── DATA UNDER STUDY
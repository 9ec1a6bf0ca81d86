use chrono::{Duration, Utc};
use jsonwebtoken::{decode, encode, Algorithm, Header, TokenData, Validation};

use crate::entities::token::{Claims, Role};
use crate::errors::AuthError;
use crate::settings::{AppConfig, JwtKeys};

const JWT_ALGORITHM: Algorithm = Algorithm::HS512;

/// Issues and verifies the access tokens presented by CMS staff.
#[derive(Clone)]
pub struct JwtService {
    keys: JwtKeys,
    access_expiration: Duration,
}

impl JwtService {
    pub fn new(config: &AppConfig) -> Self {
        JwtService {
            keys: JwtKeys::from(config),
            access_expiration: Duration::minutes(config.jwt_expiration_minutes),
        }
    }

    pub fn create_jwt(&self, sub: &str, email: &str, role: Role) -> Result<String, AuthError> {
        let now = Utc::now();
        let exp = (now + self.access_expiration).timestamp() as usize;

        let claims = Claims {
            sub: sub.to_string(),
            email: email.to_string(),
            role,
            exp,
            iat: now.timestamp() as usize,
        };

        encode(&Header::new(JWT_ALGORITHM), &claims, &self.keys.encoding)
            .map_err(|_| AuthError::TokenCreation)
    }

    pub fn decode_jwt(&self, token: &str) -> Result<TokenData<Claims>, AuthError> {
        let mut validation = Validation::new(JWT_ALGORITHM);
        validation.validate_exp = true;

        decode::<Claims>(token, &self.keys.decoding, &validation).map_err(AuthError::from)
    }
}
────
# EXERCISE PROMPT
Every line in the data that holds the string "from" should be returned.

# PROBLEM SOLUTION
            keys: JwtKeys::from(config),
        decode::<Claims>(token, &self.keys.decoding, &validation).map_err(AuthError::from)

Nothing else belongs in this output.